Sleep: As adults, we recognize the feeling of being overtired and how this affects our mood, performance and motivation. These are hard for a child’s brain to understand, though. They need us to notice their signs and patterns of being overly tired, and help them establish a more restful routine. Here you will find the National Sleep Foundation’s recommended sleep times by age. If the kids’ current routine doesn’t quite hit the mark, shift bedtime 10-15 minutes earlier each week until a better total sleep time is reached.
Consistency is key! Build a bedtime regimen that the kids come to expect and know how to successfully navigate. Before brushing teeth, offer Valerian Glycerite to calm those busy bodies and ease the sleep schedule transition. They will soon look forward to this alcohol-free, light and sweet-tasting herbal preparation.
Does Mental Health Need to be Addressed?
Anxiety. According to the CDC, nearly 6 million U.S. children aged 3-17 have a diagnosis of anxiety. Anxiety can present in many different ways, including lack of focus (or hyperfocus) and difficulties with attention. A child with social anxiety may seem “spaced out” or agitated during a school-wide assembly, for example. Get ahead of anxiety-inducing situations by adding lemony-sweet Kalmerite to your child’s mental health toolbelt. Many children that take this at my suggestion now ask their parents for it. They have learned to better recognize how their anxiety presents and how taking this blend keeps them feeling cool and collected.

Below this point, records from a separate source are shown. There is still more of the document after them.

//! App lifecycle states reported by the host

use crate::Error;
use std::fmt;
use std::str::FromStr;

/// Host application lifecycle state
#[derive(Debug, Clone, Copy, PartialEq, Eq, Hash)]
pub enum AppLifecycleState {
    /// In the foreground and receiving input
    Active,
    /// Visible but not receiving input (app switcher, incoming call)
    Inactive,
    /// Not visible
    Background,
}

impl AppLifecycleState {
    /// Active is the only foreground state; inactive counts as backgrounded
    pub fn is_foreground(self) -> bool {
        matches!(self, Self::Active)
    }

    /// Lowercase name as reported by the host
    pub fn as_str(self) -> &'static str {
        match self {
            Self::Active => "active",
            Self::Inactive => "inactive",
            Self::Background => "background",
        }
    }
}

impl fmt::Display for AppLifecycleState {
    fn fmt(&self, f: &mut fmt::Formatter<'_>) -> fmt::Result {
        f.write_str(self.as_str())
    }
}

impl FromStr for AppLifecycleState {
    type Err = Error;

    fn from_str(s: &str) -> Result<Self, Self::Err> {
        match s.trim().to_ascii_lowercase().as_str() {
            "active" => Ok(Self::Active),
            "inactive" => Ok(Self::Inactive),
            "background" => Ok(Self::Background),
            other => Err(Error::Config(format!("Unknown lifecycle state: {}", other))),
        }
    }
}

/// Edge between two lifecycle states
#[derive(Debug, Clone, Copy, PartialEq, Eq)]
pub enum LifecycleTransition {
    /// Foreground to inactive/background
    EnteredBackground,
    /// Inactive/background to active
    EnteredForeground,
    /// No foreground boundary crossed (including inactive to background)
    Unchanged,
}

impl LifecycleTransition {
    /// Classify the move from `previous` to `next`
    pub fn classify(previous: AppLifecycleState, next: AppLifecycleState) -> Self {
        match (previous.is_foreground(), next.is_foreground()) {
            (true, false) => Self::EnteredBackground,
            (false, true) => Self::EnteredForeground,
            _ => Self::Unchanged,
        }
    }
}

#[cfg(test)]
mod tests {
    use super::*;
    use AppLifecycleState::*;

    #[test]
    fn test_classify() {
        assert_eq!(
            LifecycleTransition::classify(Active, Background),
            LifecycleTransition::EnteredBackground
        );
        assert_eq!(
            LifecycleTransition::classify(Active, Inactive),
            LifecycleTransition::EnteredBackground
        );
        assert_eq!(
            LifecycleTransition::classify(Inactive, Active),
            LifecycleTransition::EnteredForeground
        );
        assert_eq!(
            LifecycleTransition::classify(Inactive, Background),
            LifecycleTransition::Unchanged
        );
        assert_eq!(
            LifecycleTransition::classify(Active, Active),
            LifecycleTransition::Unchanged
        );
    }

    #[test]
    fn test_parse() {
        assert_eq!("Background".parse::<AppLifecycleState>().unwrap(), Background);
        assert_eq!(" active ".parse::<AppLifecycleState>().unwrap(), Active);
        assert!("suspended".parse::<AppLifecycleState>().is_err());
        assert_eq!(Inactive.to_string(), "inactive");
    }
}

Have you noticed complaints of tummy aches in the morning on school days, but not over summer break? This could be an anxious response, as well. The feeling of having “butterflies in your stomach” is a perfect example of that brain-gut connection. To alleviate those morning complaints, work on simplifying the morning routine, encouraging age-appropriate mindfulness strategies and adding Tummy Glycerite. This formula is one of my absolute favorites because of how well it calms and soothes a nervous tummy, making for a more relaxed morning routine for the whole household.
Irritability/Frustration. Just like adults, kids are going to have “bad days”. Frustration and angst are a part of life. However, increasing irritability, frustration and angry outbursts should be examined quickly and closely. Schools have professionals, resources and processes to evaluate these changes in our kids (if their school life is being affected), use them!
Outside of school assessments, it is also useful to check in on many of the topics discussed previously in this writing. Other conditions like insulin resistance (which makes it difficult to stabilize one’s blood sugar) and gluten-sensitivity should also be explored, as both of these can present with angry outbursts and “short-fused” tempers.
On those inevitable days when everything feels heavy, Melissa/Lemon Balm Glycerite is often my go-to herbal tool to lighten the mental load. Nature therapy (getting outside!) and warm bedtime baths with soothing lavender and Epsom salt can bring about a renewed sense of peace, too.
With these suggestions, strategies, and botanical supports, back-to-school doesn’t have to mean back-to-stress. Get started today!
Please take the necessary precautions and speak with a professional knowledgeable in herbal and nutritional formulations before adding supplementation to your child’s health and wellness regimen, especially if your child is taking prescribed medications.